The first parliament of the autonomous region, Canary Islands, sat on May 30th 1983, after a long wait. The creation of autonomous regions had first been undertaken by the government of the Second Republic in 1931, but by the time the Civil War broke out in 1936 nothing had been implemented in the political bickerings which preceded the Civil War  - and of course everything then went on hold during the war and the consequent iron grip which Franco had on the country.

With his death in 1976 many of the reforms and projects which had been abandoned or iced began to resurface, and the new (and current) Constitution, drawn up in 1978, provided for the establishment of autonomous regions and some decentralization of government, and so the Autonomous Parliament of the Canary Islands was born.

May 30th was declared a fiesta (bank holiday) in celebration of its birth, and the day is marked throughout the islands with displays of traditional crafts, sports, costumes, foods and music.

Historical Tenerife:  The original capital of the island, La Laguna. An UNESCO World Heritage Site and seat of the province’s university, it is both charming restoration and vibrant hub of the island’s creativity.

Tenerife

Tenerife, for anyone who is new to my blog, is just one of the seven main islands which make up the Canarian archipelago. It’s been my home base now for over 20 years. It has an image in some European circles of being merely a mass-tourist destination, but it is so much more, and if you need proof then just check some previous posts.

Since I can’t give you a first-hand report on the festivities to which I didn’t go, I offer you, in honor of this day, a photo essay of this island of Tenerife, showing its different faces, its variety and perhaps an understanding of why it fascinates me so much.

Musical Tenerife: Two things come to mind when you combine the words Tenerife and music – folk music and the salsa of Carnaval, but there is so much more for lovers of all kinds of music. This photo was taken at the annual Santa Blues Blues Fest in June. July sees a prestigious jazz festival, autumn an opera season and year round classical music lovers can listen to the Tenerife Symphony Orchestra.

Coastal Tenerife: tanning addicts swarm to the resorts, but there are also plenty of quieter, more natural beaches to be found.

Gourmet Tenerife: In recent years the standards and aspirations of restaurants and hotels have simply soared. You can now find cuisine from almost anywhere in the world, and quality equal to big city eateries. This sushi at Restaurant 88 in La Caleta, Costa Adeje.

Mountainous Tenerife: The island’s mountains actually come in all shapes and sizes from lushly forested ones on the north east tip to the surreal volcanic landscapes of the Teide National Park, home to Spain’s highest mountain, El Teide.

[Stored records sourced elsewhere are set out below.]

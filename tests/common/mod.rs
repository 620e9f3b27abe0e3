#![allow(dead_code)]

use std::cell::RefCell;
use std::fmt;
use std::sync::{Arc, Mutex};
use std::time::Duration;
use tracing::field::{Field, Visit};
use tracing::{Event, Level, Subscriber};
use tracing_subscriber::layer::{Context, SubscriberExt};
use tracing_subscriber::{Layer, Registry};

use email_agent_guard::application::retry::Sleeper;

/// One event seen by [`CapturedLogs`].
#[derive(Debug, Clone)]
pub struct CapturedEvent {
    pub level: Level,
    pub message: String,
    pub fields: Vec<(String, String)>,
}

impl CapturedEvent {
    pub fn field(&self, name: &str) -> Option<&str> {
        self.fields
            .iter()
            .find(|(k, _)| k == name)
            .map(|(_, v)| v.as_str())
    }
}

/// Layer that records every event so tests can assert on log output.
#[derive(Clone, Default)]
pub struct CapturedLogs {
    events: Arc<Mutex<Vec<CapturedEvent>>>,
}

impl CapturedLogs {
    pub fn events(&self) -> Vec<CapturedEvent> {
        self.events.lock().unwrap().clone()
    }

    pub fn at_level(&self, level: Level) -> Vec<CapturedEvent> {
        self.events()
            .into_iter()
            .filter(|e| e.level == level)
            .collect()
    }

    pub fn count(&self, level: Level) -> usize {
        self.at_level(level).len()
    }
}

#[derive(Default)]
struct FieldVisitor {
    message: String,
    fields: Vec<(String, String)>,
}

impl Visit for FieldVisitor {
    fn record_debug(&mut self, field: &Field, value: &dyn fmt::Debug) {
        let rendered = format!("{value:?}");
        if field.name() == "message" {
            self.message = rendered;
        } else {
            self.fields.push((field.name().to_string(), rendered));
        }
    }

    fn record_str(&mut self, field: &Field, value: &str) {
        if field.name() == "message" {
            self.message = value.to_string();
        } else {
            self.fields.push((field.name().to_string(), value.to_string()));
        }
    }
}

impl<S: Subscriber> Layer<S> for CapturedLogs {
    fn on_event(&self, event: &Event<'_>, _ctx: Context<'_, S>) {
        let mut visitor = FieldVisitor::default();
        event.record(&mut visitor);
        self.events.lock().unwrap().push(CapturedEvent {
            level: *event.metadata().level(),
            message: visitor.message,
            fields: visitor.fields,
        });
    }
}

/// Runs `f` with a capturing subscriber installed for the current thread.
pub fn capture_logs<T>(f: impl FnOnce() -> T) -> (T, CapturedLogs) {
    let logs = CapturedLogs::default();
    let subscriber = Registry::default().with(logs.clone());
    let result = tracing::subscriber::with_default(subscriber, f);
    (result, logs)
}

/// Installs a capturing subscriber until the guard is dropped.
///
/// Use with a current-thread runtime so every poll happens on this thread.
pub fn capture_logs_scoped() -> (tracing::subscriber::DefaultGuard, CapturedLogs) {
    let logs = CapturedLogs::default();
    let subscriber = Registry::default().with(logs.clone());
    (tracing::subscriber::set_default(subscriber), logs)
}

/// [`Sleeper`] that records requested delays instead of sleeping.
#[derive(Default)]
pub struct RecordingSleeper {
    delays: RefCell<Vec<Duration>>,
}

impl RecordingSleeper {
    pub fn delays(&self) -> Vec<Duration> {
        self.delays.borrow().clone()
    }
}

impl Sleeper for RecordingSleeper {
    fn sleep(&self, duration: Duration) {
        self.delays.borrow_mut().push(duration);
    }
}
//! Command-line diagnostics for the email agent's guard utilities.
//!
//! # Usage
//!
//! ```bash
//! # Classify an address the way contact research does
//! cargo run -- check email jane@acme.com
//!
//! # Check a domain against the SSRF block list (JSON output)
//! cargo run -- check domain intranet.corp --json
//!
//! # Persist a setup flag
//! cargo run -- env set LINKED_GMAIL true
//!
//! # Show effective configuration
//! cargo run -- config
//! ```
//!
//! # Environment Variables
//!
//! See [`email_agent_guard::config`] for the full list. A `.env` file in the
//! working directory is loaded first.

use email_agent_guard::config::{self, Config};
use email_agent_guard::domain::{
    DomainClassifier, ResearchTarget, extract_domain, validate_email_syntax,
};
use email_agent_guard::infrastructure::EnvFile;

use anyhow::{Context, Result};
use clap::{Parser, Subcommand};
use colored::*;
use dialoguer::Confirm;
use serde::Serialize;
use std::path::PathBuf;
use tracing_subscriber::EnvFilter;

/// Diagnostics for email classification, SSRF checks and setup flags.
#[derive(Parser)]
#[command(name = "email-agent")]
#[command(author, version, about, long_about = None)]
struct Cli {
    #[command(subcommand)]
    command: Commands,
}

/// Top-level command groups.
#[derive(Subcommand)]
enum Commands {
    /// Classify emails and domains
    Check {
        #[command(subcommand)]
        target: CheckTarget,
    },

    /// Manage persistent flags in the env file
    Env {
        #[command(subcommand)]
        action: EnvAction,
    },

    /// Show effective configuration
    Config,
}

/// Classification subcommands.
#[derive(Subcommand)]
enum CheckTarget {
    /// Validate an address and decide whether its domain may be researched
    Email {
        address: String,

        /// Print a JSON report instead of text
        #[arg(long)]
        json: bool,
    },

    /// Check a domain against the SSRF block list
    Domain {
        domain: String,

        /// Print a JSON report instead of text
        #[arg(long)]
        json: bool,
    },
}

/// Env flag subcommands.
#[derive(Subcommand)]
enum EnvAction {
    /// Set a flag, replacing any existing value
    Set {
        key: String,
        value: String,

        /// Env file to write (defaults to EMAIL_AGENT_ENV_FILE or .env)
        #[arg(short, long)]
        file: Option<PathBuf>,

        /// Skip confirmation when overwriting an existing value
        #[arg(short = 'y', long)]
        yes: bool,
    },

    /// Print the value of a flag
    Get {
        key: String,

        /// Env file to read (defaults to EMAIL_AGENT_ENV_FILE or .env)
        #[arg(short, long)]
        file: Option<PathBuf>,
    },
}

#[derive(Serialize)]
struct EmailReport<'a> {
    email: &'a str,
    valid_syntax: bool,
    domain: Option<String>,
    personal: bool,
    research: ResearchTarget,
}

#[derive(Serialize)]
struct DomainReport<'a> {
    domain: &'a str,
    safe: bool,
}

fn main() -> Result<()> {
    // Load environment variables from .env file
    dotenvy::dotenv().ok();

    let cli = Cli::parse();

    let config = config::load_from_env().context("Invalid configuration")?;
    init_tracing(&config);

    let classifier = DomainClassifier::global();

    match cli.command {
        Commands::Check { target } => match target {
            CheckTarget::Email { address, json } => check_email(classifier, &address, json)?,
            CheckTarget::Domain { domain, json } => check_domain(classifier, &domain, json)?,
        },
        Commands::Env { action } => handle_env_action(action, &config)?,
        Commands::Config => show_config(&config),
    }

    Ok(())
}

/// Installs the global subscriber. Logs go to stderr so JSON reports on
/// stdout stay machine-readable.
fn init_tracing(config: &Config) {
    let filter = EnvFilter::try_new(&config.log_level).unwrap_or_else(|_| EnvFilter::new("info"));
    let builder = tracing_subscriber::fmt()
        .with_env_filter(filter)
        .with_writer(std::io::stderr);

    if config.log_format == "json" {
        builder.json().init();
    } else {
        builder.init();
    }
}

/// Prints syntax, domain, provider and research decision for an address.
fn check_email(classifier: &DomainClassifier, address: &str, json: bool) -> Result<()> {
    let report = EmailReport {
        email: address,
        valid_syntax: validate_email_syntax(address),
        domain: extract_domain(address),
        personal: classifier.is_personal_email(address),
        research: classifier.research_target(address),
    };

    if json {
        println!("{}", serde_json::to_string_pretty(&report)?);
        return Ok(());
    }

    println!("{}", "📧 Email Check".bright_blue().bold());
    println!();
    println!("  Address:  {}", address.cyan());
    println!("  Syntax:   {}", yes_no(report.valid_syntax, "valid", "invalid"));
    println!(
        "  Domain:   {}",
        match &report.domain {
            Some(d) if d.is_empty() => "(empty)".yellow(),
            Some(d) => d.as_str().cyan(),
            None => "(none)".red(),
        }
    );
    println!("  Personal: {}", if report.personal { "yes".yellow() } else { "no".green() });
    println!();

    let decision = match &report.research {
        ResearchTarget::InvalidEmail => "❌ Invalid email, nothing to research".red(),
        ResearchTarget::PersonalDomain { domain } => {
            format!("ℹ️  Personal email domain ({domain}), no company website").yellow()
        }
        ResearchTarget::Blocked { domain } => {
            format!("⛔ {domain} is blocked for security").red().bold()
        }
        ResearchTarget::Fetch { url, .. } => format!("✅ Safe to research: {url}").green().bold(),
    };
    println!("  {decision}");
    println!();

    Ok(())
}

/// Prints whether a domain passes the SSRF guard.
fn check_domain(classifier: &DomainClassifier, domain: &str, json: bool) -> Result<()> {
    let report = DomainReport {
        domain,
        safe: classifier.is_safe_domain(domain),
    };

    if json {
        println!("{}", serde_json::to_string_pretty(&report)?);
        return Ok(());
    }

    println!("{}", "🛡️  Domain Check".bright_blue().bold());
    println!();
    println!("  Domain: {}", domain.trim().cyan());
    println!("  Status: {}", yes_no(report.safe, "SAFE", "BLOCKED"));
    println!();

    Ok(())
}

/// Dispatches env flag commands.
fn handle_env_action(action: EnvAction, config: &Config) -> Result<()> {
    match action {
        EnvAction::Set {
            key,
            value,
            file,
            yes,
        } => {
            let env_file = EnvFile::new(file.unwrap_or_else(|| config.env_file.clone()));
            set_flag(&env_file, &key, &value, yes)?;
        }
        EnvAction::Get { key, file } => {
            let env_file = EnvFile::new(file.unwrap_or_else(|| config.env_file.clone()));
            let value = env_file
                .get_flag(&key)
                .with_context(|| format!("Failed to read {}", env_file.path().display()))?;

            match value {
                Some(v) => println!("{v}"),
                None => {
                    eprintln!(
                        "{}",
                        format!("⚠️  {key} is not set in {}", env_file.path().display()).yellow()
                    );
                    std::process::exit(1);
                }
            }
        }
    }

    Ok(())
}

/// Writes a flag, asking before overwriting a different existing value
/// (unless `--yes`).
fn set_flag(env_file: &EnvFile, key: &str, value: &str, skip_confirm: bool) -> Result<()> {
    let current = env_file
        .get_flag(key)
        .with_context(|| format!("Failed to read {}", env_file.path().display()))?;

    if let Some(current) = &current {
        if current == value {
            println!("{}", format!("✨ {key} is already {value}").green());
            return Ok(());
        }

        if !skip_confirm {
            let confirmed = Confirm::new()
                .with_prompt(format!("Overwrite {key} (currently '{current}')?"))
                .default(false)
                .interact()?;

            if !confirmed {
                println!("{}", "❌ Cancelled".red());
                return Ok(());
            }
        }
    }

    env_file
        .set_flag(key, value)
        .with_context(|| format!("Failed to set {key}"))?;

    println!(
        "{} {}={} in {}",
        "✅ Set".green().bold(),
        key.cyan(),
        value.bright_yellow(),
        env_file.path().display()
    );

    Ok(())
}

/// Prints the effective configuration.
fn show_config(config: &Config) {
    let policy = config.retry_policy();
    let delays: Vec<String> = policy
        .schedule()
        .map(|d| format!("{:.2}s", d.as_secs_f64()))
        .collect();

    println!("{}", "⚙️  Configuration".bright_blue().bold());
    println!();
    println!(
        "  Retry attempts:    {}",
        policy.max_attempts().to_string().bright_white().bold()
    );
    println!(
        "  Backoff delays:    {}",
        if delays.is_empty() {
            "(none)".bright_black()
        } else {
            delays.join(", ").bright_white()
        }
    );
    println!("  Max page content:  {}", config.max_page_content);
    println!("  Max email preview: {}", config.max_email_preview);
    println!("  Max body preview:  {}", config.max_body_preview);
    println!("  Env file:          {}", config.env_file.display().to_string().cyan());
    println!("  Log level:         {}", config.log_level);
    println!("  Log format:        {}", config.log_format);
    println!();

    config.print_summary();
}

fn yes_no(ok: bool, good: &str, bad: &str) -> ColoredString {
    if ok {
        good.green().bold()
    } else {
        bad.red().bold()
    }
}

Wine Lovers’ Tenerife: Canarian wines were famous as far back as the 17th century, and were famously (for we English-speakers) mentioned by Shakespeare on more than one occasion. Tenerife boasts no less than 5 regions. Oh, and I throw in here cheese too, because the goats’ cheeses are the perfect accompaniment!

Hiking Tenerife: Volcanic badlands, lush forest, coastal trails a walker’s heaven, in other words.

Tourist Tenerife: This is, believe it or not, the only Tenerife which some people know. I am a beach addict, but this is my least favorite face of the island, which is not to rubbish it. It’s just that sharing a beach on this scale is not my thing, but clearly it is for thousands, and the municipalities of the south, mainly Arona and Adeje cater for mass tourism, leveling rocky stony beaches, building hotels (the more recent ones of very high standard) and generally attempting to cater for every whim of the sunseekers. Tenerife does not have the prettiest beaches in the world, but they are some of the sunniest.

Agricultural Tenerife: OK the photo is just a bit of a stretch, and may have been more appropriate under the “traditional” heading, but it’s just that I love oxen. These days they are, so far as I can make out, brought out only for fiestas and other traditional events, but were an important part of the island’s history at one time. There are none of the huge farms of the US prairies or even the big farms I’ve seen in Scotland here, but thanks to co-operatives bananas, tomatoes and the famous Canarian potatoes are still exported, though not to the extent they were in history. Did you know that London’s Canary Wharf was named for the islands? So great was the volume of exports to England alone at that time.

Shop-till-you-drop Tenerife: Neither the Via Veneto nor the Champs Élysées, nevertheless shop shopaholics can have a ball in the swisher parts of the southern resorts and in the island’s capital, Santa Cruz, these days.

Sporty Tenerife: Surfing, windsurfing, hiking, cycling, paragliding, sport fishing, running, golf, kite surfing, climbing, trail running, triathlons, tennis…….that’s just off the top of my head, the sports which immediately come to mind.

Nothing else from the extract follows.